GPU-Accelerated Applications

Accelerated computing has revolutionised a broad range of industries with over five hundred applications optimized for GPUs to help you accelerate your work.


Meet CUDA, a parallel computing platform and programming model developed by NVIDIA for general computing on graphical processing units (GPUs). Developers are using CUDA to dramatically speed up computing applications by harnessing the power of GPUs.

Applications that are GPU-accelerated runs part of the subsequent workload on the CPU - which is optimised for single-threaded performance – while the compute intensive portion of the application runs on thousands of GPU cores in parallel.

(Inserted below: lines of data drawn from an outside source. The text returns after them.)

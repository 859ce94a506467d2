use serde::{Deserialize, Serialize};
use std::path::PathBuf;

/// RGBA color as stored in the TOML config (`[r, g, b, a]`).
pub type Color = [u8; 4];

/// Inclusive integer box `[x0, y0, x1, y1]`, the same convention the
/// rectangle primitives of common imaging libraries use.
#[derive(Debug, Clone, Copy, PartialEq, Eq)]
pub struct Rect {
    pub x0: i64,
    pub y0: i64,
    pub x1: i64,
    pub y1: i64,
}

impl Rect {
    pub fn new(x0: i64, y0: i64, x1: i64, y1: i64) -> Self {
        Self { x0, y0, x1, y1 }
    }

    /// An inverted box covers no pixels.
    pub fn is_empty(&self) -> bool {
        self.x1 < self.x0 || self.y1 < self.y0
    }

    pub fn contains(&self, x: i64, y: i64) -> bool {
        x >= self.x0 && x <= self.x1 && y >= self.y0 && y <= self.y1
    }
}

#[derive(Debug, Clone, Copy, PartialEq, Eq, Serialize, Deserialize)]
#[serde(default)]
pub struct Palette {
    pub background: Color,
    pub page: Color,
    pub border: Color,
    pub text_bar: Color,
    pub glyph: Color,
    pub placeholder: Color,
}

impl Default for Palette {
    fn default() -> Self {
        Self {
            background: [102, 126, 234, 255],
            page: [255, 255, 255, 255],
            border: [200, 200, 200, 255],
            text_bar: [150, 150, 150, 255],
            glyph: [255, 255, 255, 255],
            placeholder: [255, 255, 255, 200],
        }
    }
}

/// What ended up in the middle of the icon.
#[derive(Debug, Clone, PartialEq, Eq)]
pub enum GlyphOutcome {
    Drawn { source: String },
    Placeholder { reason: String },
}

impl GlyphOutcome {
    pub fn is_placeholder(&self) -> bool {
        matches!(self, GlyphOutcome::Placeholder { .. })
    }
}

#[derive(Debug, Clone)]
pub struct RenderReport {
    pub size: u32,
    pub path: PathBuf,
    pub glyph: GlyphOutcome,
}

/// Per-size result of a driver run.
#[derive(Debug, Clone, Default)]
pub struct RunSummary {
    pub created: Vec<RenderReport>,
    pub skipped: Vec<(u32, PathBuf)>,
}

impl RunSummary {
    pub fn total(&self) -> usize {
        self.created.len() + self.skipped.len()
    }
}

With CUDA, developers program in popular languages such as C, C++, Fortran, Python and MATLAB and express parallelism through extensions in the form of a few basic keywords.


The NVIDIA Deep Learning GPU Training System (DIGITS) puts the power of deep learning into the hands of engineers and data scientists, used to rapidly train the highly accurate deep neural network (DNNs) for image classification, segmentation and object detection tasks.

DIGITS simplifies common deep learning tasks such as managing data, designing and training neural networks on multi-GPU systems, monitoring performance in real time with advanced visualizations, and selecting the best performing model from the results browser for deployment. DIGITS is completely interactive so that data scientists can focus on designing and training networks rather than programming and debugging.


The NVIDIA CUDA Deep Neural Network library (cuDNN) is a GPU-accelerated library of primitives for deep neural networks. cuDNN provides highly tuned implementations for standard routines such as forward and backward convolution, pooling, normalization, and activation layers. cuDNN is part of the NVIDIA Deep Learning SDK.

Deep learning researchers and framework developers worldwide rely on cuDNN for high-performance GPU acceleration. It allows them to focus on training neural networks and developing software applications rather than spending time on low-level GPU performance tuning. cuDNN accelerates widely used deep learning frameworks, including Caffe2, MATLAB, Microsoft Cognitive Toolkit, TensorFlow, Theano, and PyTorch.